Auch die originalen Gore-Züge empfehlen sich zum
Austausch oder Tuning. Nach 8.000 Kilometern und
wenigen Regenfahrten registrierte Testfahrer Dirk
Zedler sehr schwergängige Brems- und Schaltzüge
an seinem Transalp-Rad und an dem dem seiner
Partnerin. TOUR-Redakteur Manuel Jekel sieht die
Ursache im Verzicht auf die zugehörigen dünnen
Hüllen („Liner“) für die Bereiche, in denen die Züge
frei laufen: „SRAM wirbt zwar mit den Gore-Zügen,
ist aber nicht konsequent, weil die Züge ohne Liner
verwendet werden. Ich fahre seit September 2007
Original Gore-Züge mit Liner und bin nach wie vor
begeistert.“ SRAM hat das Problem erkannt und
arbeitet laut Christoph Allwang an einer Lösung:
„Die demnächst auf den Markt kommenden GorePro-Züge haben im Bereich der Umlenkung und
engen Radien am Schalthebel eine veränderte Beschichtung, damit sie nicht mehr so leicht ausfransen. Auch bekommt das Zugsystem einen Liner vom
Rahmenanschlag bis zum Schaltwerk beziehungsweise Umwerfer, welcher am Ende mit einer Gummitülle das System vor Verschmutzung schützt.“
Bei der neuen Rival-Gruppe musste TOUR-Testredakteur Matthias Borchers bereits im Neuzustand
deutliches radiales Spiel der Kurbel feststellen.

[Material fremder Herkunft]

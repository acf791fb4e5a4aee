//! Testing utilities and mock implementations
//!
//! Mock broker implementations for exercising the worker without a running
//! Redis instance.

pub mod mocks;

pub use mocks::*;
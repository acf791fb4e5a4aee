//! Redis implementation of the broker traits
//!
//! Subscriptions use a dedicated pub/sub connection; probes go over a separate
//! multiplexed connection because a subscribed connection only accepts
//! pub/sub commands.

use super::{BrokerConnector, BrokerError, BrokerHandle, BrokerSession, EventKind, InboundEvent};
use crate::config::BrokerSection;
use async_trait::async_trait;
use futures::StreamExt;
use redis::aio::MultiplexedConnection;
use std::sync::Arc;
use std::time::Duration;
use tracing::debug;

const DEFAULT_CONNECT_TIMEOUT: Duration = Duration::from_secs(5);

/// Build the connection URL for a broker section (database 0)
pub fn redis_url(host: &str, port: u16) -> String {
    if host.contains(':') && !host.starts_with('[') {
        format!("redis://[{host}]:{port}/0")
    } else {
        format!("redis://{host}:{port}/0")
    }
}

/// Map a pub/sub message into an inbound event
pub fn event_from_msg(msg: &redis::Msg) -> InboundEvent {
    let kind = if msg.from_pattern() {
        EventKind::PatternMessage
    } else {
        EventKind::Message
    };
    InboundEvent {
        kind,
        channel: msg.get_channel_name().to_string(),
        payload: msg.get_payload_bytes().to_vec(),
    }
}

/// Opens Redis pub/sub sessions
#[derive(Debug, Clone)]
pub struct RedisConnector {
    url: String,
    connect_timeout: Duration,
}

impl RedisConnector {
    pub fn new(section: &BrokerSection) -> Self {
        Self {
            url: redis_url(&section.host, section.port),
            connect_timeout: DEFAULT_CONNECT_TIMEOUT,
        }
    }

    pub fn with_connect_timeout(mut self, timeout: Duration) -> Self {
        self.connect_timeout = timeout;
        self
    }

    pub fn url(&self) -> &str {
        &self.url
    }

    async fn open(&self, channel: &str) -> Result<BrokerSession, BrokerError> {
        let client = redis::Client::open(self.url.as_str())
            .map_err(|e| BrokerError::ConnectionFailed(format!("invalid broker address: {e}")))?;

        let mut pubsub = client.get_async_pubsub().await?;
        pubsub
            .subscribe(channel)
            .await
            .map_err(|e| BrokerError::SubscriptionFailed {
                channel: channel.to_string(),
                reason: e.to_string(),
            })?;
        debug!("Subscribed to channel {}", channel);

        let connection = client.get_multiplexed_async_connection().await?;

        let events = pubsub
            .into_on_message()
            .map(|msg| Ok(event_from_msg(&msg)))
            .boxed();

        Ok(BrokerSession {
            handle: Arc::new(RedisHandle { connection }),
            events,
        })
    }
}

#[async_trait]
impl BrokerConnector for RedisConnector {
    async fn connect(&self, channel: &str) -> Result<BrokerSession, BrokerError> {
        match tokio::time::timeout(self.connect_timeout, self.open(channel)).await {
            Ok(result) => result,
            Err(_) => Err(BrokerError::ConnectionFailed(format!(
                "timed out after {}ms connecting to {}",
                self.connect_timeout.as_millis(),
                self.url
            ))),
        }
    }

    fn address(&self) -> String {
        self.url.clone()
    }
}

/// Probe handle backed by a multiplexed Redis connection
#[derive(Clone)]
pub struct RedisHandle {
    connection: MultiplexedConnection,
}

#[async_trait]
impl BrokerHandle for RedisHandle {
    async fn ping(&self) -> Result<(), BrokerError> {
        let mut connection = self.connection.clone();
        let reply: String = redis::cmd("PING")
            .query_async(&mut connection)
            .await
            .map_err(|e| BrokerError::PingFailed(e.to_string()))?;

        if reply == "PONG" {
            Ok(())
        } else {
            Err(BrokerError::PingFailed(format!("unexpected reply: {reply}")))
        }
    }
}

Der
Grund: das vorgeschriebene Anzugsmoment der
Kurbel reichte für einen festen Sitz nicht aus. Das
linke Lager ist im Durchmesser zwei Zehntel größer
als die Welle der Kurbel; sitzt die Kurbel nicht
richtig auf dem Vielzahn, hat die Welle Spiel. Erst
bei 64 Newtonmetern (vorgeschrieben: 54 Newtonmeter) war die Kurbel schließlich fest.